Service lessons learned from my doctor

I recently had an operation to put an end to months of yucky pain, fatigue and writing cheques my physical strength just couldn’t cash. 

So here I was in hospital in a state of forced rest as I accepted that my body will take its own time to heal, and why patience is a virtue!

Every single day, my surgeon came in to see me just to check in.
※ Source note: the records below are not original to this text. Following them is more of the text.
//! Dataset manifest loading.
//!
//! The identity dataset is a JSON manifest: an ordered array of
//! `{"label": ..., "image": ..., "display": ...}` entries. Image paths are
//! resolved relative to the manifest file, so a dataset directory can be
//! moved as a unit.

use serde::Deserialize;
use std::path::{Path, PathBuf};
use thiserror::Error;

#[derive(Error, Debug)]
pub enum DatasetError {
    #[error("manifest read failed: {0}")]
    Read(#[from] std::io::Error),
    #[error("manifest parse failed: {0}")]
    Parse(#[from] serde_json::Error),
    #[error("image load failed: {0}")]
    Image(#[from] image::ImageError),
}

/// One identity source from the manifest, in manifest order.
#[derive(Debug, Clone, Deserialize)]
pub struct DatasetEntry {
    pub label: String,
    pub image: PathBuf,
    /// Optional display image for the authenticated profile view.
    #[serde(default)]
    pub display: Option<PathBuf>,
}

/// Load and parse the manifest, resolving relative paths against its
/// directory.
pub fn load_manifest(path: &Path) -> Result<Vec<DatasetEntry>, DatasetError> {
    let text = std::fs::read_to_string(path)?;
    let mut entries: Vec<DatasetEntry> = serde_json::from_str(&text)?;

    if let Some(dir) = path.parent() {
        for entry in entries.iter_mut() {
            if entry.image.is_relative() {
                entry.image = dir.join(&entry.image);
            }
            if let Some(display) = entry.display.as_mut() {
                if display.is_relative() {
                    *display = dir.join(&*display);
                }
            }
        }
    }

    tracing::info!(path = %path.display(), entries = entries.len(), "dataset manifest loaded");
    Ok(entries)
}

/// Load an image file as a grayscale pixel buffer.
pub fn load_grayscale(path: &Path) -> Result<(Vec<u8>, u32, u32), DatasetError> {
    let img = image::open(path)?.to_luma8();
    let (width, height) = img.dimensions();
    Ok((img.into_raw(), width, height))
}
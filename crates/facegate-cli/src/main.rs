use anyhow::{Context, Result};
use clap::{Parser, Subcommand};
use std::time::Duration;

#[derive(Parser)]
#[command(name = "facegate", about = "FaceGate authentication CLI")]
struct Cli {
    #[command(subcommand)]
    command: Commands,
}

#[derive(Subcommand)]
enum Commands {
    /// Show daemon status
    Status,
    /// Run one authentication attempt
    Authenticate,
    /// Watch the live face-count classification and session state
    Watch {
        /// Poll interval in milliseconds
        #[arg(long, default_value_t = 500)]
        interval_ms: u64,
    },
    /// List available camera devices
    Devices,
}

// `#[zbus::proxy]` generates the async `FaceGateProxy` used below.
#[zbus::proxy(
    interface = "org.freedesktop.FaceGate1",
    default_service = "org.freedesktop.FaceGate1",
    default_path = "/org/freedesktop/FaceGate1"
)]
trait FaceGate {
    async fn authenticate(&self) -> zbus::Result<(bool, String, f64, String)>;
    async fn status(&self) -> zbus::Result<String>;
    async fn face_count(&self) -> zbus::Result<String>;
}

async fn proxy() -> Result<FaceGateProxy<'static>> {
    let conn = zbus::Connection::session()
        .await
        .context("failed to connect to the session bus")?;
    FaceGateProxy::new(&conn)
        .await
        .context("facegated is not reachable on the session bus")
}

#[tokio::main]
async fn main() -> Result<()> {
    tracing_subscriber::fmt()
        .with_env_filter(tracing_subscriber::EnvFilter::from_default_env())
        .init();

    let cli = Cli::parse();

    match cli.command {
        Commands::Status => {
            let status = proxy().await?.status().await?;
            // Re-render the JSON payload for readability.
            match serde_json::from_str::<serde_json::Value>(&status) {
                Ok(value) => println!("{}", serde_json::to_string_pretty(&value)?),
                Err(_) => println!("{status}"),
            }
        }
        Commands::Authenticate => {
            let (matched, label, distance, detail) = proxy().await?.authenticate().await?;
            if matched {
                println!("Authenticated: {label} (distance {distance:.3})");
            } else {
                println!("Not authenticated: {detail}");
            }
        }
        Commands::Watch { interval_ms } => {
            let proxy = proxy().await?;
            println!("Watching (ctrl-c to stop)...");
            let mut last = String::new();
            loop {
                tokio::select! {
                    _ = tokio::signal::ctrl_c() => break,
                    _ = tokio::time::sleep(Duration::from_millis(interval_ms)) => {
                        let faces = proxy.face_count().await?;
                        let status = proxy.status().await?;
                        let state = serde_json::from_str::<serde_json::Value>(&status)
                            .ok()
                            .and_then(|v| v["state"].as_str().map(str::to_string))
                            .unwrap_or_else(|| "unknown".to_string());
                        let line = format!("faces: {faces:<5} state: {state}");
                        if line != last {
                            println!("{line}");
                            last = line;
                        }
                    }
                }
            }
        }
        Commands::Devices => {
            let devices = facegate_hw::Camera::list_devices();
            if devices.is_empty() {
                println!("No video capture devices found");
            } else {
                for d in devices {
                    println!("{}  {} ({}, {})", d.path, d.name, d.driver, d.bus);
                }
            }
        }
    }

    Ok(())
}
use anyhow::Result;
use facegate_core::FaceCount;
use std::sync::Arc;
use tokio::sync::watch;
use tracing_subscriber::EnvFilter;

mod config;
mod dataset;
mod dbus_interface;
mod engine;
mod gate;
mod monitor;
mod session;
mod store;

use config::Config;
use dbus_interface::FaceGateService;
use engine::{EngineConfig, EngineHandle};
use gate::ModelGate;
use monitor::CaptureMonitor;
use session::Session;

const BUS_NAME: &str = "org.freedesktop.FaceGate1";
const OBJECT_PATH: &str = "/org/freedesktop/FaceGate1";

#[tokio::main]
async fn main() -> Result<()> {
    tracing_subscriber::fmt()
        .with_env_filter(EnvFilter::from_default_env())
        .init();

    tracing::info!("facegated starting");

    let config = Config::from_env();

    let entries = match dataset::load_manifest(&config.dataset_manifest) {
        Ok(entries) => entries,
        Err(e) => {
            tracing::warn!(
                manifest = %config.dataset_manifest.display(),
                error = %e,
                "dataset manifest unreadable; the store will be empty"
            );
            Vec::new()
        }
    };

    let gate = ModelGate::new(
        EngineConfig {
            model_paths: config.model_paths(),
            camera_device: config.camera_device.clone(),
            warmup_frames: config.warmup_frames,
        },
        config.model_load_timeout(),
    );

    let (count_tx, count_rx) = watch::channel(FaceCount::Zero);
    let session: Arc<Session<EngineHandle>> =
        Arc::new(Session::new(config.match_threshold, count_rx));

    // A gate failure is terminal for the session, but the daemon keeps
    // serving so clients can observe the error state.
    let monitor = match session.start(gate.prepare(), entries).await {
        Ok(source) => Some(CaptureMonitor::spawn(
            source,
            config.monitor_period(),
            count_tx,
        )),
        Err(e) => {
            tracing::error!(error = %e, "session start failed; serving in error state");
            None
        }
    };

    let _conn = zbus::connection::Builder::session()?
        .name(BUS_NAME)?
        .serve_at(OBJECT_PATH, FaceGateService::new(Arc::clone(&session)))?
        .build()
        .await?;

    tracing::info!(bus = BUS_NAME, "facegated ready");

    tokio::signal::ctrl_c().await?;
    tracing::info!("facegated shutting down");

    session.close();
    if let Some(monitor) = monitor {
        monitor.stop().await;
    }

    Ok(())
}
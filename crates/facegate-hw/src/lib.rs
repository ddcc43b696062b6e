//! facegate-hw — Hardware abstraction for webcam capture.
//!
//! Provides V4L2-based camera access: device discovery, format negotiation
//! (YUYV/GREY), and single-frame grayscale capture.

pub mod camera;
pub mod frame;

pub use camera::{Camera, CameraError, DeviceInfo, PixelFormat};
pub use frame::Frame;
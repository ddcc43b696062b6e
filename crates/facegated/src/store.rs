//! Descriptor store and dataset priming.
//!
//! The store holds the registered identities for the lifetime of the
//! session. Priming runs at most once, strictly after the readiness gate
//! resolves, and treats every bad dataset entry as a skip — an unreadable
//! image, a crowd shot, or an empty frame costs one identity, never the
//! whole store.

use crate::dataset::{self, DatasetEntry};
use crate::engine::FaceSource;
use facegate_core::{Observation, RegisteredIdentity};
use thiserror::Error;

#[derive(Error, Debug)]
pub enum StoreError {
    #[error("descriptor store is already primed")]
    AlreadyPrimed,
}

/// In-memory set of registered identities, in dataset order.
#[derive(Default)]
pub struct DescriptorStore {
    identities: Vec<RegisteredIdentity>,
    primed: bool,
}

impl DescriptorStore {
    pub fn new() -> Self {
        Self::default()
    }

    pub fn is_primed(&self) -> bool {
        self.primed
    }

    pub fn identities(&self) -> &[RegisteredIdentity] {
        &self.identities
    }

    pub fn len(&self) -> usize {
        self.identities.len()
    }

    pub fn is_empty(&self) -> bool {
        self.identities.is_empty()
    }

    /// Build the store from the dataset, one entry at a time, in order.
    ///
    /// An entry registers only when its image yields exactly one face.
    /// Returns the number of identities registered; zero is legal (the
    /// caller surfaces it as a warning state, not a failure).
    pub async fn prime<S: FaceSource>(
        &mut self,
        source: &S,
        entries: &[DatasetEntry],
    ) -> Result<usize, StoreError> {
        if self.primed {
            return Err(StoreError::AlreadyPrimed);
        }
        self.primed = true;

        for entry in entries {
            if self.identities.iter().any(|i| i.label == entry.label) {
                tracing::warn!(label = %entry.label, "duplicate label in dataset; skipped");
                continue;
            }

            let (data, width, height) = match dataset::load_grayscale(&entry.image) {
                Ok(loaded) => loaded,
                Err(e) => {
                    tracing::warn!(
                        label = %entry.label,
                        image = %entry.image.display(),
                        error = %e,
                        "dataset image unreadable; skipped"
                    );
                    continue;
                }
            };

            match source.analyze(data, width, height).await {
                Ok(Observation::OneFace(descriptor)) => {
                    tracing::debug!(label = %entry.label, "identity registered");
                    self.identities.push(RegisteredIdentity {
                        label: entry.label.clone(),
                        descriptor,
                        display: entry
                            .display
                            .as_ref()
                            .map(|p| p.to_string_lossy().into_owned()),
                    });
                }
                Ok(Observation::NoFace) => {
                    tracing::warn!(label = %entry.label, "no face in dataset image; skipped");
                }
                Ok(Observation::ManyFaces(count)) => {
                    tracing::warn!(
                        label = %entry.label,
                        count,
                        "multiple faces in dataset image; skipped"
                    );
                }
                Err(e) => {
                    tracing::warn!(
                        label = %entry.label,
                        error = %e,
                        "dataset image analysis failed; skipped"
                    );
                }
            }
        }

        if self.identities.is_empty() {
            tracing::warn!("descriptor store is empty; authentication cannot succeed");
        }

        Ok(self.identities.len())
    }
}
He had other people to see and rounds to make as part of his day and the visits only took 2-5 minutes AT THE MOST.

But it was the quality and frequency of those visits that enabled him to deliver better care for ME and in turn, help me recover faster, go home sooner and for the hospital, free up a bed for someone who needs it more than I do.  I thought about what it was that made his visits valuable to me, and here’s the application I can see to sales and service:

 

ONE: Frequent, top of mind contact

Sometimes we overcomplicate what this needs to be.  Take time to think about your key clients, referrers and prospects and how you can stay in touch, directly and indirectly, to stay connected in a way that adds to their day and reinforces a positive association with you.  It’s about anchoring a good experience with frequent, small pieces immediately after the event, and then intermittently after that.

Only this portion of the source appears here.